Flaws, nevertheless, abound today, stemming from corruption in all its creeping manifestations. These could in time destroy the edifice Mandela built. But they will not undermine Mandela’s place in history, which is more durable than any political construct. As with Abraham Lincoln, his deeper legacy lies in the example he has left for succeeding generations.

Mandela is Africa’s Lincoln. You don’t do Lincoln too many favors if you scrutinize the detail of what came after him: he fought against slavery, yet black Americans would remain second-class citizens for more than one hundred more years; he appealed to “the better angels of our nature,” yet genocidal massacres of American Indians continued for some time after his death. It would be as unfair to tarnish Lincoln’s memory with the shortcomings of those that followed him as it would be to question Mandela’s lasting value by pointing to the mediocrity or venality of his successors.

The big truth is that Mandela, like Lincoln, achieved the historically rare feat of uniting a fiercely divided country. The feat is rare because what ordinary politicians have always done is seek power by highlighting difference and fueling antagonism. Mandela sought it by appealing to people’s common humanity.

It was behind bars that he learnt his most valuable lessons in leadership. As he himself has acknowleged, prison shaped him. He went in angry, convinced that the only way of achieving his people’s freedom was by force of arms. This was neither an original nor a morally opprobrious approach back then, in 1962, given every attempt to negotiate with successive white governments over the previous half century had been contemptuously rebutted; and given, too, the enormity of the injustice to which the eighty-five percent of the population who were not white had been subjected since the arrival of the first European mariners in 1652.

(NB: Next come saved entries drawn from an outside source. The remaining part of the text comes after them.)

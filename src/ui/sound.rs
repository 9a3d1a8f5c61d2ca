/// Sound engine: procedural 8-bit style menu blips via rodio.
///
/// All sounds are generated as in-memory WAV buffers at init time.
/// Playback is fire-and-forget (non-blocking) via rodio's Sink.
///
/// Compile without the "sound" feature to disable audio entirely
/// (the stub SoundEngine does nothing).

#[cfg(feature = "sound")]
mod inner {
    use std::io::Cursor;
    use std::sync::Arc;

    use rodio::{OutputStream, OutputStreamHandle, Sink};

    pub(super) const SAMPLE_RATE: u32 = 22050;

    /// Pre-generated WAV buffers for each sound effect.
    pub struct SoundEngine {
        _stream: OutputStream,
        handle: OutputStreamHandle,
        sfx_move: Arc<Vec<u8>>,
        sfx_enter: Arc<Vec<u8>>,
        sfx_choose: Arc<Vec<u8>>,
        sfx_back: Arc<Vec<u8>>,
        sfx_reject: Arc<Vec<u8>>,
    }

    impl SoundEngine {
        pub fn new() -> Option<Self> {
            let (stream, handle) = OutputStream::try_default().ok()?;

            Some(SoundEngine {
                _stream: stream,
                handle,
                sfx_move: Arc::new(make_wav(&gen_blip(880.0, 0.03, 0.2))),
                sfx_enter: Arc::new(make_wav(&gen_arpeggio(&[660.0, 990.0], 0.04))),
                sfx_choose: Arc::new(make_wav(&gen_arpeggio(&[1047.0, 1319.0, 1568.0], 0.045))),
                sfx_back: Arc::new(make_wav(&gen_arpeggio(&[990.0, 660.0], 0.04))),
                sfx_reject: Arc::new(make_wav(&gen_buzz())),
            })
        }

        fn play(&self, buf: &Arc<Vec<u8>>) {
            if let Ok(sink) = Sink::try_new(&self.handle) {
                let cursor = Cursor::new(buf.as_ref().clone());
                if let Ok(src) = rodio::Decoder::new(cursor) {
                    sink.append(src);
                    sink.detach(); // fire-and-forget
                }
            }
        }

        pub fn play_move(&self) { self.play(&self.sfx_move); }
        pub fn play_enter(&self) { self.play(&self.sfx_enter); }
        pub fn play_choose(&self) { self.play(&self.sfx_choose); }
        pub fn play_back(&self) { self.play(&self.sfx_back); }
        pub fn play_reject(&self) { self.play(&self.sfx_reject); }
    }

    // ════════════════════════════════════════════════════════════
    //  Waveform generators: all produce Vec<f32> mono samples
    // ════════════════════════════════════════════════════════════

    /// Simple sine blip at given frequency and duration
    pub(super) fn gen_blip(freq: f32, duration: f32, volume: f32) -> Vec<f32> {
        let n = (SAMPLE_RATE as f32 * duration) as usize;
        (0..n)
            .map(|i| {
                let t = i as f32 / SAMPLE_RATE as f32;
                let env = 1.0 - (i as f32 / n as f32); // linear fade out
                (t * freq * 2.0 * std::f32::consts::PI).sin() * env * volume
            })
            .collect()
    }

    /// Consecutive square-ish notes of equal length
    pub(super) fn gen_arpeggio(notes: &[f32], note_dur: f32) -> Vec<f32> {
        let mut samples = Vec::new();
        for &freq in notes {
            let n = (SAMPLE_RATE as f32 * note_dur) as usize;
            for i in 0..n {
                let t = i as f32 / SAMPLE_RATE as f32;
                let env = 1.0 - (i as f32 / n as f32).powf(0.5);
                // sine + 3rd harmonic for retro feel
                let wave = (t * freq * 2.0 * std::f32::consts::PI).sin() * 0.7
                    + (t * freq * 3.0 * 2.0 * std::f32::consts::PI).sin() * 0.3;
                samples.push(wave * env * 0.25);
            }
        }
        samples
    }

    /// Rejected confirm: low noisy buzz
    fn gen_buzz() -> Vec<f32> {
        let duration = 0.12;
        let n = (SAMPLE_RATE as f32 * duration) as usize;
        let mut rng: u32 = 12345;
        (0..n)
            .map(|i| {
                let t = i as f32 / n as f32;
                let ti = i as f32 / SAMPLE_RATE as f32;
                let tone = (ti * 140.0 * 2.0 * std::f32::consts::PI).sin().signum();
                // Simple LCG noise
                rng = rng.wrapping_mul(1103515245).wrapping_add(12345);
                let noise = (rng as f32 / u32::MAX as f32) * 2.0 - 1.0;
                let env = (1.0 - t).powf(0.8);
                (tone * 0.7 + noise * 0.3) * env * 0.2
            })
            .collect()
    }

    // ════════════════════════════════════════════════════════════
    //  WAV encoder: wraps f32 samples into a valid WAV buffer
    // ════════════════════════════════════════════════════════════

    pub(super) fn make_wav(samples: &[f32]) -> Vec<u8> {
        let num_channels: u16 = 1;
        let bits_per_sample: u16 = 16;
        let byte_rate = SAMPLE_RATE * (num_channels as u32) * (bits_per_sample as u32) / 8;
        let block_align = num_channels * bits_per_sample / 8;
        let data_size = samples.len() as u32 * 2; // 16-bit = 2 bytes per sample
        let file_size = 36 + data_size;

        let mut buf = Vec::with_capacity(44 + data_size as usize);

        // RIFF header
        buf.extend_from_slice(b"RIFF");
        buf.extend_from_slice(&file_size.to_le_bytes());
        buf.extend_from_slice(b"WAVE");

        // fmt chunk
        buf.extend_from_slice(b"fmt ");
        buf.extend_from_slice(&16u32.to_le_bytes()); // chunk size
        buf.extend_from_slice(&1u16.to_le_bytes());  // PCM format
        buf.extend_from_slice(&num_channels.to_le_bytes());
        buf.extend_from_slice(&SAMPLE_RATE.to_le_bytes());
        buf.extend_from_slice(&byte_rate.to_le_bytes());
        buf.extend_from_slice(&block_align.to_le_bytes());
        buf.extend_from_slice(&bits_per_sample.to_le_bytes());

        // data chunk
        buf.extend_from_slice(b"data");
        buf.extend_from_slice(&data_size.to_le_bytes());

        for &s in samples {
            let val = (s.clamp(-1.0, 1.0) * 32767.0) as i16;
            buf.extend_from_slice(&val.to_le_bytes());
        }

        buf
    }
}

// ════════════════════════════════════════════════════════════
//  Public API: compiles to no-ops when sound feature is off
// ════════════════════════════════════════════════════════════

#[cfg(feature = "sound")]
pub use inner::SoundEngine;

#[cfg(not(feature = "sound"))]
pub struct SoundEngine;

#[cfg(not(feature = "sound"))]
impl SoundEngine {
    pub fn new() -> Option<Self> { Some(SoundEngine) }
    pub fn play_move(&self) {}
    pub fn play_enter(&self) {}
    pub fn play_choose(&self) {}
    pub fn play_back(&self) {}
    pub fn play_reject(&self) {}
}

What the experience of prison did was elevate Mandela to a higher political plain, setting him apart from the great mass of ordinarily brave, ordinarily principled freedom fighters within his country and beyond. He learnt that succumbing to the vengeful passions brought fleeting joys at the cost of lasting benefits; he learnt, through studying his jailers closely, that black and white people had far more in common, at bottom, than they had points of difference; he learnt that forgiveness and generosity and, above all, respect were weapons of political persuasion as powerful as any gun.

When his time came, he deployed these lessons to devastating political effect—through countless small gestures in the same spirit of the big one he made on the national anthem, and, equally important, in the critical encounters he held, one on one, with figures from the white establishment whose influence on South Africa’s political destiny was almost as great as his own. During Mandela’s last four years in prison, he held secret talks about talks with the minister of justice of South Africa and the country’s top spy, and—once—with the president himself, the iron-fisted and (by reputation) ogreish P. W. Botha. The outcome of these meetings was that he was released from prison and the process of negotiations began that led to his people’s freedom and his rise to the highest political office in the land.

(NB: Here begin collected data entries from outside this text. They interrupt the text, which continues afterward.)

//! Drawing collaborators: the renderer and tile-atlas contracts the menu
//! draws through, plus the atlas slots it expects.
//!
//! Atlas layout (columns x rows, one patch each):
//!
//! ```text
//!   0   1   2   3      4   5
//! +---+---+---+---+  +---+---+
//! | TL| T | TR| ^ |  |  cursor|   row 0
//! | L | I | R | > |  |  (2x2) |   row 1
//! | BL| B | BR| v |  +---+---+   row 2
//! +---+---+---+---+
//! ```

pub mod terminal;

#[cfg(test)]
pub(crate) mod record;

/// 32-bit ARGB color.
#[derive(Clone, Copy, PartialEq, Eq, Hash, Debug)]
pub struct Rgba(pub u32);

impl Rgba {
    pub const WHITE: Rgba = Rgba(0xffff_ffff);
    pub const GREY: Rgba = Rgba(0xff80_8080);
    pub const MAGENTA: Rgba = Rgba(0xffff_00ff);
    pub const YELLOW: Rgba = Rgba(0xffff_ff00);
    pub const BLACK: Rgba = Rgba(0xff00_0000);

    pub const fn from_rgb(r: u8, g: u8, b: u8) -> Self {
        Rgba(0xff00_0000 | (r as u32) << 16 | (g as u32) << 8 | b as u32)
    }

    pub fn r(self) -> u8 { (self.0 >> 16) as u8 }
    pub fn g(self) -> u8 { (self.0 >> 8) as u8 }
    pub fn b(self) -> u8 { self.0 as u8 }
}

// ── Atlas slots ──

/// Up-scroll marker, drawn on the top border.
pub const SLOT_SCROLL_UP: (usize, usize) = (3, 0);
/// "Has submenu" marker, drawn right of an item's text.
pub const SLOT_SUBMENU: (usize, usize) = (3, 1);
/// Down-scroll marker, drawn on the bottom border.
pub const SLOT_SCROLL_DOWN: (usize, usize) = (3, 2);
/// Top-left of the 2x2 cursor glyph.
pub const SLOT_CURSOR: (usize, usize) = (4, 0);

/// A sheet of equally-sized tiles.
pub trait TileAtlas {
    type Tile;

    fn tile(&self, col: usize, row: usize) -> Self::Tile;
    fn tile_width(&self) -> i32;
    fn tile_height(&self) -> i32;
}

/// Immediate-mode drawing surface. Coordinates are pixels.
pub trait Renderer {
    type Tile;

    fn clear(&mut self, color: Rgba);
    fn draw_image(&mut self, tile: &Self::Tile, x: i32, y: i32);
    fn draw_rect(&mut self, x: i32, y: i32, w: i32, h: i32, color: Rgba);
    fn draw_text(&mut self, text: &str, x: i32, y: i32, color: Rgba);
}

How did he convince his enemies to succumb to his will? First, by treating them individually with respect, by showing them trust, and by making it clear that he had a core set of values from which he would never be persuaded to depart. The human foundations having been laid, his sincerity having been established, he set about rationally persuading them that violent confrontation would only lead to the peace of the cemeteries, to everybody losing out, and that the only hope for all parties lay in negotiation.

I have talked at length to two of those three men with whom Mandela met secretly when he was still in prison, the minister of justice, Kobie Coetsee, and the intelligence chief, Niel Barnard. Coetsee wept while describing Mandela to me as “the incarnation of the great Roman virtues, gravitas, honestas, dignitas.” Barnard referred to him continually as “the old man,” as if he were talking about his own father.

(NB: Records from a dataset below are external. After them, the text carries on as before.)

//! MenuTree: arena owning every `MenuItem`, addressed by `NodeId`.
//!
//! The application builds the tree once (builder API or a `MenuDef`),
//! calls `build(root)`, then hands the root to a `MenuStack`. The stack
//! only keeps `NodeId`s, so restructuring the tree never leaves it holding
//! a dangling reference.
//!
//! Layout is cached per node (`LayoutState`). Any structural change
//! invalidates the node and all of its ancestors; navigation and drawing
//! refuse to run on a node that is not built.

use tracing::{debug, trace};

use crate::error::{MenuError, Result};
use crate::geom::{GridShape, Vec2};
use crate::gfx::{Renderer, TileAtlas};

use super::item::{Layout, LayoutState, MenuItem};
use super::nav::{self, Direction, NavState};

/// Handle to a node inside one `MenuTree`.
#[derive(Clone, Copy, PartialEq, Eq, Hash, Debug)]
pub struct NodeId(usize);

/// What confirming on a panel means.
#[derive(Clone, Copy, PartialEq, Eq, Debug)]
pub enum Confirm {
    /// The selected child has children of its own: open it.
    Descend(NodeId),
    /// The selected child is a leaf: it is the final choice.
    SelectLeaf(NodeId),
}

#[derive(Clone, Debug)]
pub struct MenuTree {
    nodes: Vec<MenuItem>,
}

impl MenuTree {
    /// A tree holding only its root.
    pub fn new(root_name: impl Into<String>) -> Self {
        MenuTree {
            nodes: vec![MenuItem::new(root_name.into(), None)],
        }
    }

    pub fn root(&self) -> NodeId {
        NodeId(0)
    }

    pub fn node_count(&self) -> usize {
        self.nodes.len()
    }

    pub fn get(&self, id: NodeId) -> Result<&MenuItem> {
        self.nodes.get(id.0).ok_or(MenuError::InvalidNode(id))
    }

    fn get_mut(&mut self, id: NodeId) -> Result<&mut MenuItem> {
        self.nodes.get_mut(id.0).ok_or(MenuError::InvalidNode(id))
    }

    // ── Builder API ──

    /// Insert a child named `name`, or return the existing one.
    pub fn add_or_get_child(&mut self, parent: NodeId, name: &str) -> Result<NodeId> {
        self.get(parent)?;
        Ok(self.insert_child(parent, name))
    }

    /// `parent` must be valid.
    fn insert_child(&mut self, parent: NodeId, name: &str) -> NodeId {
        if let Some(&pos) = self.nodes[parent.0].index.get(name) {
            return self.nodes[parent.0].children[pos];
        }
        let id = NodeId(self.nodes.len());
        self.nodes.push(MenuItem::new(name.to_string(), Some(parent)));
        let item = &mut self.nodes[parent.0];
        item.index.insert(name.to_string(), item.children.len());
        item.children.push(id);
        self.invalidate_from(parent);
        id
    }

    /// Builder-style editing of one node.
    pub fn edit(&mut self, id: NodeId) -> Result<NodeMut<'_>> {
        self.get(id)?;
        Ok(NodeMut { tree: self, id })
    }

    /// Look up a direct child by name.
    pub fn child(&self, parent: NodeId, name: &str) -> Result<NodeId> {
        let item = self.get(parent)?;
        item.index
            .get(name)
            .map(|&pos| item.children[pos])
            .ok_or_else(|| MenuError::UnknownChild {
                parent: item.name.clone(),
                name: name.to_string(),
            })
    }

    pub fn children(&self, id: NodeId) -> Result<&[NodeId]> {
        Ok(&self.get(id)?.children)
    }

    pub fn set_table(&mut self, id: NodeId, columns: usize, rows: usize) -> Result<()> {
        let item = self.get_mut(id)?;
        if columns == 0 {
            return Err(MenuError::InvalidTable { name: item.name.clone() });
        }
        item.table = GridShape::new(columns, rows);
        self.invalidate_from(id);
        Ok(())
    }

    pub fn set_enabled(&mut self, id: NodeId, enabled: bool) -> Result<()> {
        self.get_mut(id)?.enabled = enabled;
        Ok(())
    }

    pub fn set_id(&mut self, id: NodeId, command_id: i32) -> Result<()> {
        self.get_mut(id)?.set_id(command_id);
        Ok(())
    }

    /// Rename a node, keeping the parent's name index in step. The new
    /// name must not clash with a sibling.
    pub fn set_name(&mut self, id: NodeId, name: &str) -> Result<()> {
        let old = self.get(id)?.name.clone();
        if old == name {
            return Ok(());
        }
        if let Some(parent) = self.nodes[id.0].parent {
            let siblings = &self.nodes[parent.0];
            if siblings.index.contains_key(name) {
                return Err(MenuError::DuplicateChild {
                    parent: siblings.name.clone(),
                    name: name.to_string(),
                });
            }
            let index = &mut self.nodes[parent.0].index;
            if let Some(pos) = index.remove(&old) {
                index.insert(name.to_string(), pos);
            }
        }
        self.nodes[id.0].name = name.to_string();
        // The parent's cell width depends on this name
        self.invalidate(id)
    }

    // ── Layout ──

    /// Compute layout for `id` and its whole subtree, children first.
    pub fn build(&mut self, id: NodeId) -> Result<()> {
        let children = self.get(id)?.children.clone();
        for &child in &children {
            self.build(child)?;
        }

        let item = &self.nodes[id.0];
        let sizes = children.iter().map(|c| self.nodes[c.0].intrinsic_size());
        let layout = Layout::compute(item.table, item.cell_padding(), sizes, children.len());

        let item = &mut self.nodes[id.0];
        item.layout = LayoutState::Built(layout);
        item.nav = nav::normalize(item.nav, item.table, layout.total_rows, children.len());
        trace!(menu = %item.name, ?layout, "built");
        Ok(())
    }

    /// Mark `id` and every ancestor as needing a rebuild.
    pub fn invalidate(&mut self, id: NodeId) -> Result<()> {
        self.get(id)?;
        self.invalidate_from(id);
        Ok(())
    }

    fn invalidate_from(&mut self, id: NodeId) {
        let mut cur = Some(id);
        while let Some(node) = cur {
            let item = &mut self.nodes[node.0];
            item.layout = LayoutState::NotBuilt;
            cur = item.parent;
        }
    }

    // ── Navigation ──

    /// Move the cursor of panel `id` one step.
    ///
    /// Precondition: the panel is built and has children.
    pub fn navigate(&mut self, id: NodeId, dir: Direction) -> Result<()> {
        let item = self.get_mut(id)?;
        let layout = item.navigable_layout()?;
        item.nav = nav::apply_move(item.nav, dir, item.table, layout.total_rows, item.children.len());
        debug!(
            menu = %item.name,
            ?dir,
            column = item.nav.cursor.column,
            row = item.nav.cursor.row,
            selected = item.nav.selected,
            "cursor moved"
        );
        Ok(())
    }

    /// Confirm the current selection of panel `id`.
    pub fn confirm(&self, id: NodeId) -> Result<Confirm> {
        let child = self.selected_item(id)?;
        if self.nodes[child.0].has_children() {
            Ok(Confirm::Descend(child))
        } else {
            Ok(Confirm::SelectLeaf(child))
        }
    }

    /// Child under the cursor of panel `id`.
    pub fn selected_item(&self, id: NodeId) -> Result<NodeId> {
        let item = self.get(id)?;
        item.navigable_layout()?;
        Ok(item.children[item.nav.selected])
    }

    /// Put the cursor of panel `id` back on its first cell.
    pub fn reset_cursor(&mut self, id: NodeId) -> Result<()> {
        self.get_mut(id)?.nav = NavState::default();
        Ok(())
    }

    // ── Drawing ──

    /// Draw panel `id` at `screen_offset` and record its cursor position.
    pub fn draw_panel<R, A>(
        &mut self,
        id: NodeId,
        r: &mut R,
        atlas: &A,
        screen_offset: Vec2,
        draw_tile_borders: bool,
    ) -> Result<Vec2>
    where
        R: Renderer,
        A: TileAtlas<Tile = R::Tile>,
    {
        let item = self.get(id)?;
        let children: Vec<&MenuItem> = item.children.iter().map(|c| &self.nodes[c.0]).collect();
        let cursor = item.draw_self(&children, r, atlas, screen_offset, draw_tile_borders)?;
        self.nodes[id.0].cursor_screen_pos = cursor;
        Ok(cursor)
    }
}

Mandela had the same effect on practically everyone he met. Take the case of General Constand Viljoen, who in 1993, with the path set for multiracial elections a year later, was anointed leader of South Africa’s far right, charged with heading “the white freedom struggle.” Viljoen, who had been head of the South African Defence Force between 1980 and 1985, travelled the country organising what he called armed resistance units, others called terrorist cells. Mandela reached out to him through intermediaries and the two men met in secret at his home. Viljoen, with whom I have talked about this encounter, was almost instantly disarmed. Expecting a monster, having conditioned himself to regard Mandela as a fearsome Communist with little regard for human life, Viljoen was dumbstruck by Mandela’s big, warm smile, by his courteous attentivenes to detail (“Do you take sugar in your tea, General?”), by his keen knowledge of the history of white South Africa and his sensitivity to the apprehensions and fears white South Africans were feeling at that time. When the two men began discussing matters of substance, Mandela put it to him that, yes, he could go to war and, yes, his people were more skilled in the military arts than black South Africans; but against that, if it came to race war, black South Africa had the numbers, as well as the guaranteed support of practically the entire international community. There could be no winners, Mandela said. The general did not disagree.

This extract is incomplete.